Flora Hernandez. Delaware. 1963. Ele só queria tocá-la, mas ela gritou. 
Denise Lee Ang. Connecticut. 1961. 13 anos. Estava esperando o pai fechar a loja quando desapareceu. Denise Lee Ang, que, ás vezes, gostava de ser chamado de Holly. 
Susie Salmon. 14 anos. Norristown, Pensilvânia. 1973. Assassinada num quartinho que ele construiu debaixo da terra. 

Eram esses os restos angelicais que tinham nascido na minha ausência. As conexões, as vezes, tênues, as vezes criadas com muito custo, mas com frequência magnificas que aconteceram depois de eu morrer. E eu comecei a ver as coisas de um jeito, que me permitia conceber o mundo sem mim. 

Quando minha mãe entrou no meu quarto, percebi que esse tempo todo eu estava esperando por ela. Eu esperei muito. Estava com medo que ela não viesse. 

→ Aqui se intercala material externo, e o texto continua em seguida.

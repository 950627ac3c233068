//! Offline fleet simulation.
//!
//! Runs the demo fleet for a fixed number of ticks with a fixed time step,
//! without a wall clock or any subscribers.

use clap::Parser;
use fleet_cli::{OfflineSimulation, TickSummary};
use tracing_subscriber::{layer::SubscriberExt, util::SubscriberInitExt};

/// Offline demo fleet simulator
#[derive(Parser, Debug)]
#[command(author, version, about)]
struct Args {
    /// Number of ticks to run
    #[arg(long, default_value_t = 60)]
    ticks: u64,

    /// Simulated seconds per tick
    #[arg(long, default_value_t = 1.0)]
    dt: f64,

    /// Seed for mission re-generation rolls
    #[arg(long)]
    seed: Option<u64>,

    /// Print every tick frame as a JSON line instead of a summary
    #[arg(long)]
    json: bool,

    /// Only print every Nth tick
    #[arg(long, default_value_t = 1)]
    every: u64,
}

fn main() -> anyhow::Result<()> {
    tracing_subscriber::registry()
        .with(tracing_subscriber::fmt::layer().with_writer(std::io::stderr))
        .with(tracing_subscriber::EnvFilter::from_default_env()
            .add_directive("simulate=info".parse()?)
            .add_directive("fleet_core=warn".parse()?))
        .init();

    let args = Args::parse();
    let every = args.every.max(1);

    let mut sim = OfflineSimulation::demo(args.dt, args.seed)?;
    tracing::info!(
        "Simulating {} vehicles for {} ticks of {:.1}s",
        sim.state().fleet().len(),
        args.ticks,
        args.dt
    );

    for _ in 0..args.ticks {
        let frame = sim.step();
        if frame.tick % every != 0 {
            continue;
        }

        if args.json {
            println!("{}", serde_json::to_string(&frame)?);
        } else {
            println!("{}", TickSummary::from(&frame));
            for alert in &frame.alerts {
                println!("    [{:?}] {}", alert.severity, alert.message);
            }
        }
    }

    Ok(())
}
//! Server configuration from environment.

use std::env;
use std::time::Duration;

#[derive(Debug, Clone)]
pub struct Config {
    /// Fixed period of the tick loop
    pub tick_period_ms: u64,
    /// Buffered messages per stream subscriber before it starts lagging
    pub broadcast_capacity: usize,
    /// Seed for the mission re-generation random source; OS entropy if unset
    pub rng_seed: Option<u64>,
    /// Register the demo fleet and no-fly zones at start-up
    pub seed_demo: bool,
}

impl Default for Config {
    fn default() -> Self {
        Self {
            tick_period_ms: 1_000,
            broadcast_capacity: 64,
            rng_seed: None,
            seed_demo: true,
        }
    }
}

impl Config {
    pub fn from_env() -> Self {
        let defaults = Self::default();
        Self {
            tick_period_ms: env::var("FLEET_TICK_MS")
                .ok()
                .and_then(|s| s.parse().ok())
                .filter(|ms| *ms > 0)
                .unwrap_or(defaults.tick_period_ms),
            broadcast_capacity: env::var("FLEET_BROADCAST_CAPACITY")
                .ok()
                .and_then(|s| s.parse().ok())
                .filter(|cap| *cap > 0)
                .unwrap_or(defaults.broadcast_capacity),
            rng_seed: env::var("FLEET_SEED").ok().and_then(|s| s.parse().ok()),
            seed_demo: env::var("FLEET_DEMO")
                .ok()
                .map(|s| parse_bool(&s))
                .unwrap_or(defaults.seed_demo),
        }
    }

    pub fn tick_period(&self) -> Duration {
        Duration::from_millis(self.tick_period_ms)
    }
}

fn parse_bool(value: &str) -> bool {
    matches!(
        value.trim().to_ascii_lowercase().as_str(),
        "1" | "true" | "yes" | "on"
    )
}
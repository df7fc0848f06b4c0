//! Generator configuration.
//!
//! Handles loading and validating `gallery.toml`. Every key is optional; a
//! missing file means the stock defaults, which describe the six categories
//! the site ships with.
//!
//! ## Configuration Options
//!
//! ```toml
//! source_dir = "images/gallery"   # Directory holding one folder per category
//! output = "manifest.json"        # Where the manifest is written
//! path_prefix = "images/gallery"  # Prefix for image paths inside the manifest
//! manifest_version = "1.0.0"      # Value of the manifest's `version` field
//!
//! [[categories]]
//! key = "wedding"                 # Folder name and manifest key
//! name = "Wedding Gown"           # Display name, also the title stem
//! description = "Custom wedding gown"
//! ```
//!
//! ## Categories Replace, Not Merge
//!
//! A `[[categories]]` list in the user file replaces the stock list
//! wholesale. Order in the file is the order of the manifest: categories are
//! scanned, serialized and rendered in exactly this sequence.
//!
//! Unknown keys are rejected to catch typos early.

use crate::manifest::Category;
use indexmap::IndexMap;
use serde::{Deserialize, Serialize};
use std::fs;
use std::path::Path;
use thiserror::Error;

#[derive(Error, Debug)]
pub enum ConfigError {
    #[error("IO error: {0}")]
    Io(#[from] std::io::Error),
    #[error("TOML parse error: {0}")]
    Toml(#[from] toml::de::Error),
    #[error("Config validation error: {0}")]
    Validation(String),
}

/// Default value for both the scanned directory and the manifest path prefix.
pub const DEFAULT_GALLERY_DIR: &str = "images/gallery";

/// Generator configuration loaded from `gallery.toml`.
#[derive(Debug, Clone, Serialize, Deserialize)]
#[serde(default, deny_unknown_fields)]
pub struct GalleryConfig {
    /// Directory containing one sub-folder per category key.
    pub source_dir: String,
    /// Manifest output path.
    pub output: String,
    /// Prefix joined with `<category>/<filename>` to form each image `path`.
    pub path_prefix: String,
    /// Written verbatim into the manifest's `version` field.
    pub manifest_version: String,
    /// Categories in scan order.
    pub categories: Vec<CategoryConfig>,
}

/// One configured category.
#[derive(Debug, Clone, PartialEq, Serialize, Deserialize)]
#[serde(deny_unknown_fields)]
pub struct CategoryConfig {
    /// Folder name under `source_dir`; also the manifest key.
    pub key: String,
    /// Human-facing name.
    pub name: String,
    /// Copied into every image record of the category.
    pub description: String,
}

impl CategoryConfig {
    pub fn new(key: &str, name: &str, description: &str) -> Self {
        Self {
            key: key.to_string(),
            name: name.to_string(),
            description: description.to_string(),
        }
    }
}

impl Default for GalleryConfig {
    fn default() -> Self {
        Self {
            source_dir: DEFAULT_GALLERY_DIR.to_string(),
            output: "manifest.json".to_string(),
            path_prefix: DEFAULT_GALLERY_DIR.to_string(),
            manifest_version: "1.0.0".to_string(),
            categories: stock_categories(),
        }
    }
}

fn stock_categories() -> Vec<CategoryConfig> {
    vec![
        CategoryConfig::new("wedding", "Wedding Gown", "Custom wedding gown"),
        CategoryConfig::new(
            "lehenga",
            "Partywear Lehenga",
            "Elegant partywear lehenga",
        ),
        CategoryConfig::new(
            "blouse",
            "Bridal Ariwork Blouse",
            "Stunning bridal blouse with intricate handwork",
        ),
        CategoryConfig::new(
            "kids",
            "Kids Birthday Frock",
            "Adorable custom birthday frock",
        ),
        CategoryConfig::new(
            "dhavani",
            "Dhavani Design",
            "Traditional dhavani set with contemporary styling",
        ),
        CategoryConfig::new("new-arrivals", "New Arrivals", "Latest collection"),
    ]
}

impl GalleryConfig {
    /// Validate keys and required values.
    pub fn validate(&self) -> Result<(), ConfigError> {
        if self.manifest_version.trim().is_empty() {
            return Err(ConfigError::Validation(
                "manifest_version must not be empty".into(),
            ));
        }
        let mut seen = std::collections::HashSet::new();
        for category in &self.categories {
            let key = category.key.as_str();
            if key.is_empty() {
                return Err(ConfigError::Validation(
                    "category key must not be empty".into(),
                ));
            }
            if key.contains('/') || key.contains('\\') || key.starts_with('.') {
                return Err(ConfigError::Validation(format!(
                    "category key '{key}' must be a plain folder name"
                )));
            }
            if !seen.insert(key) {
                return Err(ConfigError::Validation(format!(
                    "duplicate category key '{key}'"
                )));
            }
        }
        Ok(())
    }

    /// The category mapping as written into the manifest, in config order.
    pub fn category_map(&self) -> IndexMap<String, Category> {
        self.categories
            .iter()
            .map(|c| {
                (
                    c.key.clone(),
                    Category {
                        name: c.name.clone(),
                        description: c.description.clone(),
                    },
                )
            })
            .collect()
    }
}

/// Load config from the given `gallery.toml` path.
///
/// Returns stock defaults if the file does not exist. Unknown keys and
/// invalid values are errors.
pub fn load_config(path: &Path) -> Result<GalleryConfig, ConfigError> {
    if !path.exists() {
        tracing::debug!(path = %path.display(), "no config file, using stock defaults");
        let config = GalleryConfig::default();
        config.validate()?;
        return Ok(config);
    }
    let content = fs::read_to_string(path)?;
    parse_config(&content)
}

/// Parse and validate config from TOML text.
pub fn parse_config(content: &str) -> Result<GalleryConfig, ConfigError> {
    let config: GalleryConfig = toml::from_str(content)?;
    config.validate()?;
    Ok(config)
}

/// Returns a fully-commented stock `gallery.toml`.
///
/// Used by the `gen-config` CLI command.
pub fn stock_config_toml() -> &'static str {
    r##"# Gallery Manifest Configuration
# ==============================
# All settings are optional. Values shown below are the defaults.
# Unknown keys will cause an error.

# Directory containing one folder per category key.
source_dir = "images/gallery"

# Where the manifest is written. The file is fully replaced on every run.
output = "manifest.json"

# Prefix for image paths recorded in the manifest:
#   <path_prefix>/<category>/<filename>
path_prefix = "images/gallery"

# Value of the manifest's "version" field.
manifest_version = "1.0.0"

# ---------------------------------------------------------------------------
# Categories
# ---------------------------------------------------------------------------
# Scanned in the order listed. A [[categories]] list replaces this whole set.
# Image titles are "<name> <first number in the filename>".

[[categories]]
key = "wedding"
name = "Wedding Gown"
description = "Custom wedding gown"

[[categories]]
key = "lehenga"
name = "Partywear Lehenga"
description = "Elegant partywear lehenga"

[[categories]]
key = "blouse"
name = "Bridal Ariwork Blouse"
description = "Stunning bridal blouse with intricate handwork"

[[categories]]
key = "kids"
name = "Kids Birthday Frock"
description = "Adorable custom birthday frock"

[[categories]]
key = "dhavani"
name = "Dhavani Design"
description = "Traditional dhavani set with contemporary styling"

[[categories]]
key = "new-arrivals"
name = "New Arrivals"
description = "Latest collection"
"##
}
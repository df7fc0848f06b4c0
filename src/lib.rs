//! # Gallery Manifest
//!
//! Builds and previews the gallery manifest of a small business website.
//! The filesystem is the data source: one folder per category, image files
//! inside. Everything the site knows about its gallery comes from a single
//! `manifest.json` produced from that tree.
//!
//! # Architecture: Two Halves, One Contract
//!
//! ```text
//! 1. Generate  images/gallery/<key>/*  →  manifest.json   (filesystem → JSON)
//! 2. Consume   manifest.json           →  Gallery          (JSON → view state → HTML)
//! ```
//!
//! Data flows one way. The consumer may add, edit and delete records for
//! preview purposes, but only in memory: nothing it does is written back to
//! the manifest or the image folders. To publish a change, change the folders
//! and re-run the generator.
//!
//! # Module Map
//!
//! | Module | Role |
//! |--------|------|
//! | [`config`] | `gallery.toml` loading and validation; the stock category set |
//! | [`manifest`] | The JSON schema shared by both halves, plus its invariants |
//! | [`naming`] | Image extension allow-list and title derivation from filenames |
//! | [`scan`] | Generator: walks category folders, produces and writes the manifest |
//! | [`load`] | Consumer: fetches, parses and validates a manifest |
//! | [`gallery`] | Consumer: in-memory state with filter, add, edit and delete |
//! | [`render`] | Consumer: admin preview HTML using Maud |
//! | [`rename`] | Batch renamer that normalizes filenames in a folder |
//! | [`output`] | CLI output formatting |
//! | [`logging`] | `tracing` subscriber setup |
//!
//! # Design Decisions
//!
//! ## Categories Are Configured, Not Discovered
//!
//! The category list is a value passed into [`scan::scan`], in display order,
//! with a display name and description per key. A stray folder in the image
//! tree does not silently become a new category, and a configured category
//! whose folder is missing is a warning rather than a failed build.
//!
//! ## Deterministic Output
//!
//! Ids are `{category}-{n}` with `n` the position in sorted filename order.
//! The same tree always yields the same `images` list, so a manifest diff in
//! version control shows real content changes only.
//!
//! ## Explicit Consumer State
//!
//! The preview's filter, edit target and notices live in a [`gallery::Gallery`]
//! value, not in globals, so every operation is testable without a browser.

pub mod config;
pub mod gallery;
pub mod load;
pub mod logging;
pub mod manifest;
pub mod naming;
pub mod output;
pub mod render;
pub mod rename;
pub mod scan;

#[cfg(test)]
pub(crate) mod test_helpers;
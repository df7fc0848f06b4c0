//! Shared test utilities.
//!
//! Provides gallery tree builders, lookup helpers and a hand-built manifest
//! so scan, gallery and render tests describe their inputs the same way.
//!
//! # Usage
//!
//! ```rust
//! use crate::test_helpers::*;
//!
//! let tmp = TempDir::new().unwrap();
//! write_gallery(tmp.path(), &[
//!     ("wedding", &["gown-01.jpg", "gown-02.jpg"]),
//!     ("kids", &[]),
//! ]);
//! let manifest = scan(tmp.path(), &config).unwrap().manifest;
//! assert_eq!(image_ids(&manifest), vec!["wedding-1", "wedding-2"]);
//! ```

use crate::manifest::{Category, ImageRecord, Manifest};
use chrono::{TimeZone, Utc};
use indexmap::IndexMap;
use std::path::Path;

// =========================================================================
// Fixture setup
// =========================================================================

/// Create `root/<category>/<file>` for every entry. File contents are
/// placeholders; the scanner only looks at names.
pub fn write_gallery(root: &Path, layout: &[(&str, &[&str])]) {
    for (category, files) in layout {
        let dir = root.join(category);
        std::fs::create_dir_all(&dir).unwrap();
        for file in *files {
            std::fs::write(dir.join(file), "fake image").unwrap();
        }
    }
}

/// A small valid manifest: two categories, three images.
///
/// ```text
/// wedding-1  wedding  Wedding Gown 01
/// wedding-2  wedding  Wedding Gown 02   (unavailable)
/// kids-1     kids     Kids Birthday Frock 1
/// ```
pub fn sample_manifest() -> Manifest {
    let mut categories = IndexMap::new();
    categories.insert(
        "wedding".to_string(),
        Category {
            name: "Wedding Gown".to_string(),
            description: "Custom wedding gown".to_string(),
        },
    );
    categories.insert(
        "kids".to_string(),
        Category {
            name: "Kids Birthday Frock".to_string(),
            description: "Adorable custom birthday frock".to_string(),
        },
    );

    Manifest {
        version: "1.0.0".to_string(),
        generated_at: Utc.with_ymd_and_hms(2024, 5, 1, 9, 30, 0).unwrap(),
        categories,
        images: vec![
            record("wedding-1", "wedding", "gown-01.jpg", "Wedding Gown 01", true),
            record("wedding-2", "wedding", "gown-02.jpg", "Wedding Gown 02", false),
            record("kids-1", "kids", "frock-1.png", "Kids Birthday Frock 1", true),
        ],
    }
}

fn record(id: &str, category: &str, file: &str, title: &str, available: bool) -> ImageRecord {
    let description = match category {
        "wedding" => "Custom wedding gown",
        _ => "Adorable custom birthday frock",
    };
    ImageRecord {
        id: id.to_string(),
        category: category.to_string(),
        path: format!("images/gallery/{category}/{file}"),
        title: title.to_string(),
        description: description.to_string(),
        available,
    }
}

// =========================================================================
// Manifest lookups (panic with a clear message on miss)
// =========================================================================

/// Find a record by id. Panics if not found.
pub fn find_record<'a>(manifest: &'a Manifest, id: &str) -> &'a ImageRecord {
    manifest.find(id).unwrap_or_else(|| {
        let ids = image_ids(manifest);
        panic!("image '{id}' not found. Available: {ids:?}")
    })
}

/// All image ids in manifest order.
pub fn image_ids(manifest: &Manifest) -> Vec<&str> {
    manifest.images.iter().map(|i| i.id.as_str()).collect()
}
//! Batch renaming of a category folder.
//!
//! Gives every file in a folder a uniform `<prefix>-NN<ext>` name, numbered
//! from 01 in the current filename order. This is the tidy-up step before a
//! generator run, so the scan's sort order and the title numbers line up:
//!
//! ```text
//! IMG_2231.jpg   →  new-01.jpg
//! IMG_2240.JPG   →  new-02.JPG
//! scan 3.png     →  new-03.png
//! ```
//!
//! Renames happen in two phases (sources to temporary names, then temporary
//! names to targets), so a plan whose targets overlap its sources cannot
//! overwrite a file halfway through.

use std::fs;
use std::path::Path;
use thiserror::Error;

#[derive(Error, Debug)]
pub enum RenameError {
    #[error("IO error: {0}")]
    Io(#[from] std::io::Error),
    #[error("Invalid prefix '{0}': must be non-empty and contain no path separators")]
    InvalidPrefix(String),
    #[error("Target '{0}' already exists and is not part of this rename")]
    Collision(String),
    #[error("Rename failed ({source}) and could not restore: {}", .files.join(", "))]
    Stranded {
        files: Vec<String>,
        #[source]
        source: std::io::Error,
    },
}

/// One planned rename inside the folder.
#[derive(Debug, Clone, PartialEq, Eq)]
pub struct Rename {
    pub from: String,
    pub to: String,
}

const STAGING_MARKER: &str = ".gallery-rename-";

/// Work out the new names for the regular, non-hidden files of `dir`.
///
/// Files that already carry their target name are left out of the plan.
pub fn plan_renames(dir: &Path, prefix: &str) -> Result<Vec<Rename>, RenameError> {
    if prefix.is_empty() || prefix.contains('/') || prefix.contains('\\') {
        return Err(RenameError::InvalidPrefix(prefix.to_string()));
    }

    let mut files: Vec<String> = Vec::new();
    for entry in fs::read_dir(dir)? {
        let entry = entry?;
        let name = entry.file_name().to_string_lossy().into_owned();
        if name.starts_with('.') || !entry.file_type()?.is_file() {
            continue;
        }
        files.push(name);
    }
    files.sort();

    let width = files.len().to_string().len().max(2);
    let plan = files
        .into_iter()
        .enumerate()
        .map(|(idx, from)| {
            let ext = Path::new(&from)
                .extension()
                .map(|e| format!(".{}", e.to_string_lossy()))
                .unwrap_or_default();
            let to = format!("{prefix}-{:0width$}{ext}", idx + 1);
            Rename { from, to }
        })
        .filter(|r| r.from != r.to)
        .collect();
    Ok(plan)
}

/// Execute `plan` inside `dir`.
///
/// Refuses to start if any target exists and is not itself being renamed.
pub fn apply_renames(dir: &Path, plan: &[Rename]) -> Result<(), RenameError> {
    for rename in plan {
        let target = dir.join(&rename.to);
        let is_source = plan.iter().any(|r| r.from == rename.to);
        if target.exists() && !is_source {
            return Err(RenameError::Collision(rename.to.clone()));
        }
    }

    let staged: Vec<String> = (0..plan.len())
        .map(|i| format!("{STAGING_MARKER}{}-{i}", std::process::id()))
        .collect();

    let moves = plan
        .iter()
        .zip(&staged)
        .map(|(r, tmp)| (r.from.as_str(), tmp.as_str()))
        .chain(
            plan.iter()
                .zip(&staged)
                .map(|(r, tmp)| (tmp.as_str(), r.to.as_str())),
        );

    let mut done: Vec<(&str, &str)> = Vec::with_capacity(plan.len() * 2);
    for (from, to) in moves {
        if let Err(err) = fs::rename(dir.join(from), dir.join(to)) {
            return Err(roll_back(dir, &done, err));
        }
        done.push((from, to));
    }
    for rename in plan {
        tracing::debug!(from = %rename.from, to = %rename.to, "renamed");
    }
    Ok(())
}

/// Undo `done` newest first after `cause` stopped the run.
fn roll_back(dir: &Path, done: &[(&str, &str)], cause: std::io::Error) -> RenameError {
    let mut stranded = Vec::new();
    for &(from, to) in done.iter().rev() {
        if let Err(err) = fs::rename(dir.join(to), dir.join(from)) {
            tracing::warn!(file = to, error = %err, "could not restore");
            stranded.push(to.to_string());
        }
    }
    if stranded.is_empty() {
        RenameError::Io(cause)
    } else {
        RenameError::Stranded {
            files: stranded,
            source: cause,
        }
    }
}
//! Loading a manifest for the consumer side.
//!
//! A [`ManifestSource`] hands back the raw document; [`load_manifest`] parses
//! and validates it. There is no partial result: the caller either gets a
//! manifest that satisfies every invariant or a [`LoadError`], and the view
//! layer turns the latter into an error state instead of rendering cards.
//! Nothing here retries.

use crate::gallery::Gallery;
use crate::manifest::{Manifest, ManifestError};
use std::path::{Path, PathBuf};
use thiserror::Error;

#[derive(Error, Debug)]
pub enum LoadError {
    #[error("manifest unavailable at {path}: {source}")]
    Unavailable {
        path: PathBuf,
        #[source]
        source: std::io::Error,
    },
    #[error("malformed manifest: {0}")]
    Json(#[from] serde_json::Error),
    #[error("invalid manifest: {0}")]
    Invalid(#[from] ManifestError),
}

/// Somewhere a manifest document can be fetched from.
pub trait ManifestSource {
    fn fetch(&self) -> Result<String, LoadError>;
}

/// A manifest file on disk.
#[derive(Debug, Clone)]
pub struct FileSource {
    path: PathBuf,
}

impl FileSource {
    pub fn new(path: impl Into<PathBuf>) -> Self {
        Self { path: path.into() }
    }

    pub fn path(&self) -> &Path {
        &self.path
    }
}

impl ManifestSource for FileSource {
    fn fetch(&self) -> Result<String, LoadError> {
        std::fs::read_to_string(&self.path).map_err(|source| LoadError::Unavailable {
            path: self.path.clone(),
            source,
        })
    }
}

/// Fetch, parse and validate.
pub fn load_manifest(source: &dyn ManifestSource) -> Result<Manifest, LoadError> {
    let raw = source.fetch()?;
    let manifest: Manifest = serde_json::from_str(&raw)?;
    manifest.validate()?;
    Ok(manifest)
}

/// Outcome of the initial load, as seen by the view.
#[derive(Debug)]
pub enum LoadState {
    Loaded(Gallery),
    Failed(LoadError),
}

impl LoadState {
    pub fn from_source(source: &dyn ManifestSource) -> Self {
        match load_manifest(source) {
            Ok(manifest) => LoadState::Loaded(Gallery::new(manifest)),
            Err(err) => {
                tracing::error!(error = %err, "failed to load gallery manifest");
                LoadState::Failed(err)
            }
        }
    }

    pub fn gallery(&self) -> Option<&Gallery> {
        match self {
            LoadState::Loaded(gallery) => Some(gallery),
            LoadState::Failed(_) => None,
        }
    }

    pub fn gallery_mut(&mut self) -> Option<&mut Gallery> {
        match self {
            LoadState::Loaded(gallery) => Some(gallery),
            LoadState::Failed(_) => None,
        }
    }
}

#[cfg(test)]
mod tests {
    use super::*;
    use crate::test_helpers::sample_manifest;
    use std::io::{Error, ErrorKind};
    use tempfile::TempDir;

    /// Source that always fails, as a dropped connection would.
    struct Unreachable;

    impl ManifestSource for Unreachable {
        fn fetch(&self) -> Result<String, LoadError> {
            Err(LoadError::Unavailable {
                path: PathBuf::from("manifest.json"),
                source: Error::new(ErrorKind::ConnectionRefused, "network down"),
            })
        }
    }

    struct Inline(String);

    impl ManifestSource for Inline {
        fn fetch(&self) -> Result<String, LoadError> {
            Ok(self.0.clone())
        }
    }

    #[test]
    fn loads_manifest_from_file() {
        let tmp = TempDir::new().unwrap();
        let path = tmp.path().join("manifest.json");
        std::fs::write(&path, serde_json::to_string_pretty(&sample_manifest()).unwrap())
            .unwrap();

        let manifest = load_manifest(&FileSource::new(&path)).unwrap();
        assert_eq!(manifest, sample_manifest());
    }

    #[test]
    fn missing_file_is_unavailable() {
        let tmp = TempDir::new().unwrap();
        let source = FileSource::new(tmp.path().join("manifest.json"));
        let err = load_manifest(&source).unwrap_err();
        assert!(matches!(err, LoadError::Unavailable { .. }));
    }

    #[test]
    fn network_failure_gives_failed_state() {
        let state = LoadState::from_source(&Unreachable);
        assert!(matches!(state, LoadState::Failed(LoadError::Unavailable { .. })));
        assert!(state.gallery().is_none());
    }

    #[test]
    fn malformed_json_rejected() {
        let err = load_manifest(&Inline("{ \"version\": ".to_string())).unwrap_err();
        assert!(matches!(err, LoadError::Json(_)));
    }

    #[test]
    fn wrong_shape_rejected() {
        let err = load_manifest(&Inline("[1, 2, 3]".to_string())).unwrap_err();
        assert!(matches!(err, LoadError::Json(_)));
    }

    #[test]
    fn dangling_category_rejected() {
        let mut manifest = sample_manifest();
        manifest.categories.shift_remove("kids");
        let raw = serde_json::to_string(&manifest).unwrap();

        let err = load_manifest(&Inline(raw)).unwrap_err();
        assert!(matches!(
            err,
            LoadError::Invalid(ManifestError::UnknownCategory { .. })
        ));
    }

    #[test]
    fn loaded_state_wraps_gallery() {
        let raw = serde_json::to_string(&sample_manifest()).unwrap();
        let mut state = LoadState::from_source(&Inline(raw));
        assert_eq!(state.gallery().unwrap().manifest().images.len(), 3);
        assert!(state.gallery_mut().is_some());
    }
}
//! Diagnostic logging setup.
//!
//! User-facing progress goes to stdout through [`crate::output`]. Diagnostics
//! (missing category folders, skipped files, load failures) go through
//! `tracing` to stderr, so piping the progress output stays clean.
//!
//! `RUST_LOG` wins when set; otherwise `-v` selects `debug` and the default
//! is `warn`.

use tracing::Level;
use tracing_subscriber::{EnvFilter, fmt, layer::SubscriberExt, util::SubscriberInitExt};

/// Level used when `RUST_LOG` is not set.
pub fn default_level(verbose: bool) -> Level {
    if verbose { Level::DEBUG } else { Level::WARN }
}

/// Install the global subscriber. Safe to call more than once; later calls
/// are ignored.
pub fn init_logging(verbose: bool) {
    let level = default_level(verbose);
    let env_filter = EnvFilter::try_from_default_env()
        .unwrap_or_else(|_| EnvFilter::new(format!("gallery_manifest={level}")));

    let fmt_layer = fmt::layer()
        .with_writer(std::io::stderr)
        .with_target(false)
        .without_time()
        .compact();

    tracing_subscriber::registry()
        .with(env_filter)
        .with(fmt_layer)
        .try_init()
        .ok();
}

       Ninguém percebe quando a gente vai embora. Quero dizer, o momento quando realmente decidimos partir. No máximo, podem sentir um sussurro ou a onde de um sussurro indo pra baixo. 

Meu sobrenome é Salmon, Salmão, igual ao peixe. Meu nome, Susie. Tinha 14 anos quando fui assassinada, em 6 de dezembro de 1973. Eu estive aqui por um momento e depois parti.  

     Desejo a vocês, uma vida longa e feliz.